The reality of producing homemade baby food for two infants is less domestic bliss and more industrial food production facility, just with higher stress levels and zero safety compliance. For the first month of weaning, our London flat was swallowed whole by Tupperware. I spent hours boiling sweet potatoes until they collapsed into an orange paste that permanently dyed my favorite shirt, the kitchen grout, and somehow, the dog. You stand over a steaming pot of broccoli until it smells like a Victorian workhouse, desperately pureeing it into a texture that won't cause immediate choking, only to serve it to a child who looks you dead in the eye and dramatically spits it onto a white rug.
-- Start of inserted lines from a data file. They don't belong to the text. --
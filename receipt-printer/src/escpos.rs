//! ESC/POS command builder
//!
//! Provides the command vocabulary and a fluent API for building ESC/POS print data.

use crate::encoding::{TextEncoding, text_width};

/// Default line width: 58mm paper at Font A
pub const DEFAULT_WIDTH: usize = 32;

/// ESC/POS opcodes
pub mod cmd {
    /// ESC @ - Initialize printer
    pub const INIT: [u8; 2] = [0x1B, 0x40];

    pub const ALIGN_LEFT: [u8; 3] = [0x1B, 0x61, 0x00];
    pub const ALIGN_CENTER: [u8; 3] = [0x1B, 0x61, 0x01];
    pub const ALIGN_RIGHT: [u8; 3] = [0x1B, 0x61, 0x02];

    pub const BOLD_ON: [u8; 3] = [0x1B, 0x45, 0x01];
    pub const BOLD_OFF: [u8; 3] = [0x1B, 0x45, 0x00];

    /// GS ! 0x11 - Double width and height
    pub const DOUBLE_ON: [u8; 3] = [0x1D, 0x21, 0x11];
    pub const DOUBLE_OFF: [u8; 3] = [0x1D, 0x21, 0x00];

    pub const UNDERLINE_ON: [u8; 3] = [0x1B, 0x2D, 0x01];
    pub const UNDERLINE_OFF: [u8; 3] = [0x1B, 0x2D, 0x00];

    /// GS V 1 - Partial cut (leave a small connection)
    pub const CUT_PARTIAL: [u8; 3] = [0x1D, 0x56, 0x01];
    /// GS V 0 - Full cut
    pub const CUT_FULL: [u8; 3] = [0x1D, 0x56, 0x00];

    /// ESC d 3 - Print and feed 3 lines
    pub const FEED_3: [u8; 3] = [0x1B, 0x64, 0x03];
    /// ESC d 5 - Print and feed 5 lines
    pub const FEED_5: [u8; 3] = [0x1B, 0x64, 0x05];

    pub const LF: u8 = 0x0A;
}

/// ESC/POS command builder
///
/// Builds ESC/POS byte sequences for thermal printers.
/// Text is encoded immediately with the configured code page.
pub struct EscPosBuilder {
    buf: Vec<u8>,
    width: usize,
    encoding: TextEncoding,
}

impl EscPosBuilder {
    /// Create a new builder with the specified paper width in characters
    ///
    /// Common widths:
    /// - 58mm paper: 32 characters
    /// - 80mm paper: 48 characters
    pub fn new(width: usize) -> Self {
        Self::with_encoding(width, TextEncoding::default())
    }

    /// Create a builder that encodes text with the given code page
    ///
    /// Emits INIT, followed by the code page select when one is needed.
    pub fn with_encoding(width: usize, encoding: TextEncoding) -> Self {
        let mut buf = Vec::with_capacity(1024);
        buf.extend_from_slice(&cmd::INIT);
        if let Some(select) = encoding.select_command() {
            buf.extend_from_slice(&select);
        }
        Self {
            buf,
            width,
            encoding,
        }
    }

    /// Get the configured paper width
    pub fn width(&self) -> usize {
        self.width
    }

    // === Text Output ===

    /// Write encoded text
    pub fn text(&mut self, s: &str) -> &mut Self {
        let bytes = self.encoding.encode(s);
        self.buf.extend_from_slice(&bytes);
        self
    }

    /// Write text followed by newline
    pub fn line(&mut self, s: &str) -> &mut Self {
        self.text(s);
        self.buf.push(cmd::LF);
        self
    }

    /// Write empty line
    pub fn newline(&mut self) -> &mut Self {
        self.buf.push(cmd::LF);
        self
    }

    /// Print and feed n lines
    pub fn feed(&mut self, lines: u8) -> &mut Self {
        // ESC d n
        self.buf.extend_from_slice(&[0x1B, 0x64, lines]);
        self
    }

    // === Alignment ===

    /// Align text to center
    pub fn center(&mut self) -> &mut Self {
        self.buf.extend_from_slice(&cmd::ALIGN_CENTER);
        self
    }

    /// Align text to left (default)
    pub fn left(&mut self) -> &mut Self {
        self.buf.extend_from_slice(&cmd::ALIGN_LEFT);
        self
    }

    /// Align text to right
    pub fn right(&mut self) -> &mut Self {
        self.buf.extend_from_slice(&cmd::ALIGN_RIGHT);
        self
    }

    // === Text Style ===

    /// Enable bold text
    pub fn bold(&mut self) -> &mut Self {
        self.buf.extend_from_slice(&cmd::BOLD_ON);
        self
    }

    /// Disable bold text
    pub fn bold_off(&mut self) -> &mut Self {
        self.buf.extend_from_slice(&cmd::BOLD_OFF);
        self
    }

    /// Double width and height
    pub fn double_size(&mut self) -> &mut Self {
        self.buf.extend_from_slice(&cmd::DOUBLE_ON);
        self
    }

    /// Reset to normal size
    pub fn reset_size(&mut self) -> &mut Self {
        self.buf.extend_from_slice(&cmd::DOUBLE_OFF);
        self
    }

    pub fn underline(&mut self) -> &mut Self {
        self.buf.extend_from_slice(&cmd::UNDERLINE_ON);
        self
    }

    pub fn underline_off(&mut self) -> &mut Self {
        self.buf.extend_from_slice(&cmd::UNDERLINE_OFF);
        self
    }

    // === Separators ===

    /// Print a line of '-' characters
    pub fn sep_single(&mut self) -> &mut Self {
        self.line(&"-".repeat(self.width))
    }

    // === Layout Helpers ===

    /// Print left and right text on the same line
    ///
    /// Right text is right-aligned within the line width. At least one space
    /// separates the columns; overlong content is not truncated and wraps on paper.
    pub fn line_lr(&mut self, left: &str, right: &str) -> &mut Self {
        let spaces = pad_width(self.width, left, right);
        self.text(left);
        self.text(&" ".repeat(spaces));
        self.line(right)
    }

    // === Paper Control ===

    /// Cut paper (full cut)
    pub fn cut(&mut self) -> &mut Self {
        self.buf.extend_from_slice(&cmd::CUT_FULL);
        self
    }

    /// Partial cut (leave a small connection)
    pub fn cut_partial(&mut self) -> &mut Self {
        self.buf.extend_from_slice(&cmd::CUT_PARTIAL);
        self
    }

    // === Raw Commands ===

    /// Write raw bytes directly
    pub fn raw(&mut self, bytes: &[u8]) -> &mut Self {
        self.buf.extend_from_slice(bytes);
        self
    }

    // === Build ===

    /// Return the final byte buffer
    pub fn build(self) -> Vec<u8> {
        self.buf
    }
}

impl Default for EscPosBuilder {
    fn default() -> Self {
        Self::new(DEFAULT_WIDTH)
    }
}

/// Spaces between the two columns of a `width`-wide line (minimum 1)
pub fn pad_width(width: usize, left: &str, right: &str) -> usize {
    width
        .saturating_sub(text_width(left) + text_width(right))
        .max(1)
}

#[cfg(test)]
mod tests {
    use super::*;

    #[test]
    fn test_builder_basic() {
        let mut b = EscPosBuilder::new(32);
        b.center().double_size().line("TITLE").reset_size().left().line("body");

        let data = b.build();
        assert_eq!(&data[..2], &cmd::INIT);
        assert_eq!(&data[2..5], &cmd::ALIGN_CENTER);
        assert_eq!(&data[5..8], &cmd::DOUBLE_ON);
        assert_eq!(&data[8..14], b"TITLE\n");
    }

    #[test]
    fn test_codepage_select_follows_init() {
        let data = EscPosBuilder::with_encoding(32, TextEncoding::Cp437).build();
        assert_eq!(data, vec![0x1B, 0x40, 0x1B, 0x74, 0x00]);
    }

    #[test]
    fn test_line_lr_fills_width() {
        let mut b = EscPosBuilder::new(20);
        b.line_lr("Name:", "Ana");

        let data = b.build();
        let line = &data[2..];
        assert_eq!(line.len(), 21);
        assert_eq!(&line[..20], b"Name:            Ana");
        assert_eq!(line[20], cmd::LF);
    }

    #[test]
    fn test_line_lr_overflow_keeps_one_space() {
        let mut b = EscPosBuilder::new(10);
        b.line_lr("abcdefgh", "xyz");

        let data = b.build();
        assert_eq!(&data[2..], b"abcdefgh xyz\n");
    }

    #[test]
    fn test_separator() {
        let mut b = EscPosBuilder::new(10);
        b.sep_single();

        let data = b.build();
        assert_eq!(&data[2..], b"----------\n");
    }

    #[test]
    fn test_pad_width() {
        assert_eq!(pad_width(32, "2x Math Book", "$20.00"), 14);
        assert_eq!(pad_width(32, &"a".repeat(25), "123456"), 1);
        assert_eq!(pad_width(32, &"a".repeat(40), "x"), 1);
    }
}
It breaks you, the utter betrayal of spending forty minutes creating an organic pear and spinach reduction just to watch them actively refuse it, only to turn around and find them happily licking the dust off the bottom of a welly boot. I eventually accepted that the effort-to-intake ratio of homemade purees was slowly destroying my sanity.

You can always just buy those shelf-stable supermarket jars that pop when you open them, but they smell faintly of cat food and parental defeat.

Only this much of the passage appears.